Consider integers $m,n$ and a $m \times m$-block Toeplitz matrix $A$ consisting of two different types of blocks as follows
\begin{align}
A_{mn \times mn}
&=
\begin{bmatrix}
B & C & C & \cdots & \cdots & C \\
C & B & C & C & \cdots & C \\
C & C & B & C & \ddots & \vdots \\
\vdots & \ddots & \ddots & \ddots & \ddots & C \\
C & \cdots & \cdots & C & B & C \\
C & \cdots & \cdots & \cdots & C & B
\end{bmatrix}
_{mn \times mn}
,
\end{align}
where $B$'s are diagonal blocks with $B=\frac{1}{m}I_n$ and $C$'s are multiples of the all-ones matrix $J_n$, specifically $C=\frac{1}{mn}J_n$.
I want to compute the eigenvalues of $A$ (I am mainly interested in the value of the 2nd largest eigenvalue since it has a special meaning in graph expansion applications).
Note that in my problem the following conditions also hold for $m,n$:
- $m$ is odd.
- $n$ is prime.
- $m<n$.
I have experimented with such matrices on the computer and I have observed a trend for the spectrum of $A$ which consists of the following eigenvalues:
- $\lambda_1=0$ with algebraic multiplicity $m-1$.

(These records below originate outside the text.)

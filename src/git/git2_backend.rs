use anyhow::{Context, Result};
use git2::{Cred, FetchOptions, Oid, RemoteCallbacks, Repository, build::RepoBuilder};
use std::path::Path;
use tracing::{debug, info};

/// Build a `FetchOptions` with SSH-agent credentials enabled.
///
/// This allows Git operations to authenticate using the user's SSH agent.
/// If no SSH key is found, it falls back to default credentials.
fn fetch_opts_with_creds() -> FetchOptions<'static> {
    let mut cb = RemoteCallbacks::new();
    cb.credentials(|_url, username_from_url, _allowed| {
        Cred::ssh_key_from_agent(username_from_url.unwrap_or("git")).or_else(|_| Cred::default())
    });

    let mut fo = FetchOptions::new();
    fo.remote_callbacks(cb);
    fo
}

/// Ensure that a clone of `url` exists at `dest` and is up to date.
///
/// - If nothing exists at `dest`, clones `url` into it.
/// - Otherwise opens the existing clone.
/// - Then fetches every configured remote.
///
/// The working tree is never touched after the initial clone.
///
/// # Errors
/// Returns an error if cloning, opening, or any fetch fails.
pub fn ensure_repo(url: &str, dest: &Path) -> Result<()> {
    let repo = if dest.exists() {
        Repository::open(dest)
            .with_context(|| format!("cannot open repository at {}", dest.display()))?
    } else {
        info!("cloning {} into {}", url, dest.display());
        let mut builder = RepoBuilder::new();
        builder.fetch_options(fetch_opts_with_creds());
        builder
            .clone(url, dest)
            .with_context(|| format!("git clone {}", url))?
    };

    fetch_all(&repo)
}

/// Perform `git fetch <remote>` for every remote of `repo`, using each
/// remote's configured refspecs.
///
/// # Errors
/// Returns an error on the first remote that fails to fetch.
pub fn fetch_all(repo: &Repository) -> Result<()> {
    let remotes = repo.remotes()?;
    for name in remotes.iter().flatten() {
        debug!("fetching {}", name);
        let mut remote = repo.find_remote(name)?;
        let mut fo = fetch_opts_with_creds();
        remote
            .fetch::<&str>(&[], Some(&mut fo), None)
            .with_context(|| format!("git fetch {}", name))?;
    }
    Ok(())
}

/// A commit as seen by the activity report.
#[derive(Debug, Clone, PartialEq, Eq)]
pub struct CommitInfo {
    pub id: Oid,
    /// Author time, seconds since the Unix epoch.
    pub authored: i64,
    pub summary: String,
}

/// Collect every commit reachable from any reference of the repository at
/// `path`.
///
/// Each commit appears once, however many refs reach it. References that do
/// not peel to a commit (e.g. a tag pointing at a tree) are skipped.
///
/// # Errors
/// Returns an error if the repository cannot be opened or walked.
pub fn collect_commits(path: &Path) -> Result<Vec<CommitInfo>> {
    let repo = Repository::open(path)
        .with_context(|| format!("cannot open repository at {}", path.display()))?;

    let mut walk = repo.revwalk()?;
    for reference in repo.references()? {
        let reference = reference?;
        match reference.peel_to_commit() {
            Ok(commit) => walk.push(commit.id())?,
            Err(e) => debug!(
                "skipping {}: {}",
                reference.name().unwrap_or("<non-utf8 ref>"),
                e.message()
            ),
        }
    }

    let mut out = Vec::new();
    for oid in walk {
        let commit = repo.find_commit(oid?)?;
        let summary = String::from_utf8_lossy(commit.summary_bytes().unwrap_or(&[])).into_owned();
        out.push(CommitInfo {
            id: commit.id(),
            authored: commit.author().when().seconds(),
            summary,
        });
    }
    Ok(out)
}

- $\lambda_2=1/m$ with algebraic multiplicity $m(n-1)$.
- $\lambda_3=1$ with algebraic multiplicity $1$.
I do not claim that this is necessarily the answer but at least it was consistent for the pairs of $m,n$ I tried.

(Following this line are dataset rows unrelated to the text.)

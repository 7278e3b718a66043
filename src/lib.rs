//! Crate entry point for **gitactivity**.
//!
//! This library provides the implementation behind the `gitactivity` CLI.
//! Each submodule encapsulates one responsibility (settings, git operations, sync, report, etc.).
//! The `pub use` re-exports make the commands accessible directly from the crate root.

mod git;
mod list;
mod logging;
mod manage;
mod paths;
mod settings;
mod summary;
mod sync;

#[cfg(test)]
mod testutil;

pub use list::cmd_list;
pub use logging::setup_logger;
pub use manage::{cmd_add, cmd_delete};
pub use paths::Paths;
pub use summary::cmd_summarize;
pub use sync::cmd_fetch;
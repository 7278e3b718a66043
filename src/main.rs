//! # gitactivity
//!
//! **gitactivity** prints a digest of recent commits across a set of tracked
//! git repositories.
//!
//! Features:
//! - `gitactivity add <name> <url>` starts tracking a repository
//! - `gitactivity delete <name>` stops tracking it and removes its clone
//! - `gitactivity list` shows tracked repositories
//! - `gitactivity fetch` clones or updates every tracked repository
//! - `gitactivity summarize` prints commits from the last 8 days, oldest first
//!
//! This CLI is built with [clap](https://docs.rs/clap).

use anyhow::Result;
use clap::{Parser, Subcommand};
use gitactivity::{
    Paths, cmd_add, cmd_delete, cmd_fetch, cmd_list, cmd_summarize, setup_logger,
};
use std::path::PathBuf;

/// Command-line interface definition.
#[derive(Parser, Debug)]
#[command(
    name = "gitactivity",
    version,
    about = "gitactivity - digest of recent commits across tracked repositories",
    arg_required_else_help = true
)]
struct Cli {
    /// Settings file [default: ./repos.json]
    #[arg(long, global = true, env = "GITACTIVITY_SETTINGS")]
    settings: Option<PathBuf>,

    /// Directory holding local clones [default: .repos next to the executable]
    #[arg(long, global = true, env = "GITACTIVITY_REPOS_DIR")]
    repos_dir: Option<PathBuf>,

    #[command(subcommand)]
    cmd: Cmd,
}

/// Available subcommands.
#[derive(Subcommand, Debug)]
enum Cmd {
    /// Clone/update every tracked repository
    Fetch,
    /// List tracked repositories
    List,
    /// Track a repository
    Add { name: String, url: String },
    /// Stop tracking a repository and remove its clone
    Delete { name: String },
    /// Print commits authored in the last 8 days
    Summarize,
}

fn main() -> Result<()> {
    let cli = Cli::parse();
    setup_logger();

    let paths = Paths::resolve(cli.settings, cli.repos_dir)?;
    paths.ensure_layout()?;

    match cli.cmd {
        Cmd::Fetch => cmd_fetch(&paths),
        Cmd::List => cmd_list(&paths),
        Cmd::Add { name, url } => cmd_add(&paths, &name, &url),
        Cmd::Delete { name } => cmd_delete(&paths, &name),
        Cmd::Summarize => cmd_summarize(&paths),
    }
}
use anyhow::{Context, Result, bail};
use std::{
    env,
    ffi::OsStr,
    fs,
    path::{Component, Path, PathBuf},
};

/// File name of the settings file, resolved against the current directory.
pub const SETTINGS_FILE: &str = "repos.json";

/// Directory name holding the local clones, placed next to the executable.
pub const REPOS_DIR: &str = ".repos";

/// Locations the tool reads from and writes to.
///
/// Built once at startup and passed to every command; nothing else in the
/// crate resolves paths on its own.
#[derive(Clone, Debug)]
pub struct Paths {
    pub settings: PathBuf,
    pub repos: PathBuf,
}

impl Paths {
    pub fn new(settings: impl Into<PathBuf>, repos: impl Into<PathBuf>) -> Self {
        Self {
            settings: settings.into(),
            repos: repos.into(),
        }
    }

    /// Resolve the default locations, letting explicit overrides win.
    ///
    /// - settings: `<cwd>/repos.json`
    /// - clones: `<directory of the executable>/.repos`
    pub fn resolve(settings: Option<PathBuf>, repos: Option<PathBuf>) -> Result<Self> {
        let settings = match settings {
            Some(p) => p,
            None => env::current_dir()
                .context("cannot determine current directory")?
                .join(SETTINGS_FILE),
        };
        let repos = match repos {
            Some(p) => p,
            None => default_repos_dir()?,
        };
        Ok(Self::new(settings, repos))
    }

    /// Local clone path for a repository called `name`.
    ///
    /// Only meaningful for names accepted by [`validate_repo_name`].
    pub fn repo_path(&self, name: &str) -> PathBuf {
        self.repos.join(name)
    }

    /// Whether `path` is exactly one directory level below the clone
    /// directory, i.e. something this tool may remove.
    pub fn owns_clone(&self, path: &Path) -> bool {
        match path.strip_prefix(&self.repos) {
            Ok(rest) => is_single_dir(rest),
            Err(_) => false,
        }
    }

    /// Create the clone directory if it does not exist yet.
    pub fn ensure_layout(&self) -> Result<()> {
        fs::create_dir_all(&self.repos)
            .with_context(|| format!("cannot create {}", self.repos.display()))
    }
}

/// Reject names that would not map to a single directory inside the clone
/// directory: empty, absolute, `.`/`..`, or containing separators.
pub fn validate_repo_name(name: &str) -> Result<()> {
    let mut comps = Path::new(name).components();
    match (comps.next(), comps.next()) {
        (Some(Component::Normal(c)), None) if c == OsStr::new(name) => Ok(()),
        _ => bail!("invalid repository name {:?}: must be a plain directory name", name),
    }
}

fn is_single_dir(path: &Path) -> bool {
    let mut comps = path.components();
    matches!((comps.next(), comps.next()), (Some(Component::Normal(_)), None))
}

fn default_repos_dir() -> Result<PathBuf> {
    let exe = env::current_exe().context("cannot locate executable")?;
    let base = exe.parent().unwrap_or_else(|| Path::new("."));
    Ok(base.join(REPOS_DIR))
}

Can you suggest how one can go and prove the above claim (if correct) or pinpoint other known results?
EDIT
After Omnomnomnom's note that
\begin{equation}
A = \frac 1{mn}\underbrace{\pmatrix{
0&1&\cdots & 1\\
1&0&\ddots&\vdots\\
\vdots&\ddots&\ddots&1\\
1&\cdots&1&0}}_{= C_{m \times m}} \otimes J_n + \frac 1m I_{mn}
\end{equation}
I did some computation of the spectrums of the individual matrices. First, the characteristic polynomial of the all-ones $J_n$ is $(\lambda-n)\lambda^{n-1}$ and hence its spectrum (with the multiplicities) is
\begin{equation}
\sigma(J_n)=\{(n,1),(0,n-1)\}.
\end{equation}
For $C$, assume that $\lambda_1,\dots,\lambda_m$ are its eigenvalues. By the facts that $\mathrm{det}(C-(-1)I_m)=det(J_m)=0$, $C\mathbf{1}_m=(m-1)\mathbf{1}_m$ and $\mathrm{trace}(C)=\sum_i\lambda_i=0$ it turns out that
\begin{equation}
\sigma(C)=\{(m-1,1),(-1,m-1)\}.
\end{equation}
Suppose that $\mu_1,\dots,\mu_n$ are the eigenvalues of $J_n$ then by the Kronecker product's properties the spectrum of $CJ_n$ consists of the pairwise products $\lambda_i\mu_j, \forall i,j$.
Best Answer
Your observations are correct and hold for arbitrary $m,n$. It suffices to note that $$ A = \frac 1{mn}\pmatrix{ 0&1&\cdots & 1\\ 1&0&\ddots&\vdots\\ \vdots&\ddots&\ddots&1\\ 1&\cdots&1&0} \otimes J_n + \frac 1m I_{mn} $$ and use the properties of the Kronecker product.
In more detail: $C_{m \times m}$ is a rank 1 update of a scalar matrix, so we find that its eigenvalues are $-1$ with multiplicity $m-1$ and $m-1$ with multiplicity $1$. On the other hand, $J_n$ has eigenvalues $0$ with multiplicty $n-1$ and $n$ with multiplicity $1$.
It follows that $C \otimes J$ has eigenvalues $0$ with multiplicity $m(n-1)$, $-n$ with multiplicity $m-1$, and $n(m-1)$ with multiplicity $1$.
From there, it suffices to note that $\lambda$ is an eigenvalue of $A$ if and only if $c \lambda + d$ is an eigenvalue of $c A + dI$.